CoreSite Reports Strong Q3 Results, Ups Guidance
CoreSite’s SV4 data center in Santa Clara, California. (Photo: CoreSite)

CoreSite Reports Strong Q3 Results, Ups Guidance

Continues data center capacity expansion across primary and secondary markets

Citing supply and demand dynamics in the US data center market, CoreSite has increased its earnings guidance for the year.

The company executed about 150 new and expansion data center leases in the third quarter, representing about $9 million in annual rent. It also commenced leases that were previously closed during the quarter, which it expects to bring in another $9 million in revenue annually.

CoreSite is building a massive new data center in Silicon Valley and expanding capacity in existing buildings in Northern Virginia, Los Angeles, Chicago, and Boston.

The company raised its 2015 guidance from the old range of $2.75 to $2.83 in Funds from Operations to the new range of $2.82 to $2.86. FFO is a financial metric publicly traded real estate investment trusts use in place of Earnings per Share to express how their performance affects the value of their stock.

CoreSite reported total revenue of nearly $87 million for the last quarter – up 23 percent year over year.

With data centers in eight US markets, including the top-tier Silicon Valley, New York, Norther Virginia, and Chicago markets, CoreSite’s model combines wholesale data center space with retail colocation and interconnection. It is a model close to what its major rival Digital Realty Trust is now pursuing following the completion of its $1.9 billion acquisition of Telx.

To make sure the interconnection ecosystem within its data centers remains attractive, CoreSite is doubling down on growing the variety of customers that exchange network traffic in its facilities.

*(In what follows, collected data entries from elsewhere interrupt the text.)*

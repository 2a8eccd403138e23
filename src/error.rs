// src/error.rs
use std::fmt;

/// Every failure the app can report to the user.
#[derive(Debug, Clone, PartialEq, Eq)]
pub enum AppError {
    ConfigurationMissing(String),
    ImageDecodeFailure(String),
    UnsupportedFormat(String),
    Timeout,
    ConnectionFailure(String),
    HttpError { status: u16, body: String },
    NetworkError(String),
    MalformedResponse(String),
    Busy,
    NoImageSelected,
    Export(String),
}

impl AppError {
    /// Short stable label, used in logs and the diagnostic panel
    pub fn category(&self) -> &'static str {
        match self {
            AppError::ConfigurationMissing(_) => "configuration",
            AppError::ImageDecodeFailure(_) => "image-decode",
            AppError::UnsupportedFormat(_) => "unsupported-format",
            AppError::Timeout => "timeout",
            AppError::ConnectionFailure(_) => "connection",
            AppError::HttpError { .. } => "http",
            AppError::NetworkError(_) => "network",
            AppError::MalformedResponse(_) => "malformed-response",
            AppError::Busy => "busy",
            AppError::NoImageSelected => "no-image",
            AppError::Export(_) => "export",
        }
    }

    pub fn is_fatal(&self) -> bool {
        matches!(self, AppError::ConfigurationMissing(_))
    }

    /// Transport failures leave the selected image in place for another attempt
    pub fn is_transport(&self) -> bool {
        matches!(
            self,
            AppError::Timeout
                | AppError::ConnectionFailure(_)
                | AppError::HttpError { .. }
                | AppError::NetworkError(_)
                | AppError::MalformedResponse(_)
        )
    }
}

impl fmt::Display for AppError {
    fn fmt(&self, f: &mut fmt::Formatter<'_>) -> fmt::Result {
        match self {
            AppError::ConfigurationMissing(detail) => {
                write!(f, "Configuration error: {}", detail)
            }
            AppError::ImageDecodeFailure(detail) => {
                write!(f, "Could not load the image: {}", detail)
            }
            AppError::UnsupportedFormat(ext) => write!(
                f,
                "Unsupported file type '{}'. Supported formats: PNG, JPG, JPEG",
                ext
            ),
            AppError::Timeout => write!(
                f,
                "Timeout: the server did not respond in time. Please try again later."
            ),
            AppError::ConnectionFailure(detail) => write!(
                f,
                "Connection error: the webhook URL is not reachable ({})",
                detail
            ),
            AppError::HttpError { status, body } => {
                write!(f, "Processing failed (status {}): {}", status, body)
            }
            AppError::NetworkError(detail) => write!(f, "Network error: {}", detail),
            AppError::MalformedResponse(detail) => {
                write!(f, "The server response is not valid JSON: {}", detail)
            }
            AppError::Busy => write!(f, "A request is already being processed"),
            AppError::NoImageSelected => write!(f, "Please select an image first"),
            AppError::Export(detail) => write!(f, "Could not save the result: {}", detail),
        }
    }
}

impl std::error::Error for AppError {}

#[cfg(test)]
mod tests {
    use super::*;

    #[test]
    fn transport_failures_have_distinct_messages() {
        let errors = [
            AppError::Timeout,
            AppError::ConnectionFailure("refused".into()),
            AppError::HttpError { status: 500, body: "boom".into() },
            AppError::NetworkError("reset".into()),
        ];
        let messages: Vec<String> = errors.iter().map(|e| e.to_string()).collect();
        for (i, a) in messages.iter().enumerate() {
            for b in &messages[i + 1..] {
                assert_ne!(a, b);
            }
        }
        let categories: Vec<&str> = errors.iter().map(|e| e.category()).collect();
        assert_eq!(categories, ["timeout", "connection", "http", "network"]);
    }

    #[test]
    fn http_error_surfaces_status_and_body() {
        let err = AppError::HttpError { status: 404, body: "not here".into() };
        let msg = err.to_string();
        assert!(msg.contains("404"));
        assert!(msg.contains("not here"));
    }

    #[test]
    fn only_configuration_is_fatal() {
        assert!(AppError::ConfigurationMissing("x".into()).is_fatal());
        assert!(!AppError::Timeout.is_fatal());
        assert!(!AppError::ImageDecodeFailure("x".into()).is_fatal());
        assert!(AppError::MalformedResponse("x".into()).is_transport());
        assert!(!AppError::Busy.is_transport());
    }
}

“We continued to execute upon our strategic priorities, including increasing transaction count; enhancing the network and cloud density of our portfolio; and diversifying our customer base with a record number of new logos in the quarter,” CoreSite CEO Tom Ray said in a statement.

While interconnection is important everywhere, Silicon Valley, New York, and Northern Virginia play especially important roles as network connectivity hubs on the global internet map. Connectivity drives a lot of demand for data center capacity in those markets.

During the third quarter, CoreSite kicked off construction of its seventh Silicon Valley data center. The 230,000-square-foot “powered shell” will include 80,000 square feet of turn-key data center capacity.

A powered shell in data center lingo means a building with access to power and some basic electrical infrastructure that tenants can fit out to their requirements on their own. Turn-key is just that – fully built-out data center space, ready for customers to roll in racks and IT gear.

CoreSite is adding about 100,000 square feet at one of its Northern Virginia data centers, expecting to complete one expansion phase before the end of this year and a second one in the first quarter of 2016.

Its expansion activities in Los Angeles, Chicago, and Boston are more modest, ranging from 12,000 square feet in Chicago to 14,000 square feet in Boston.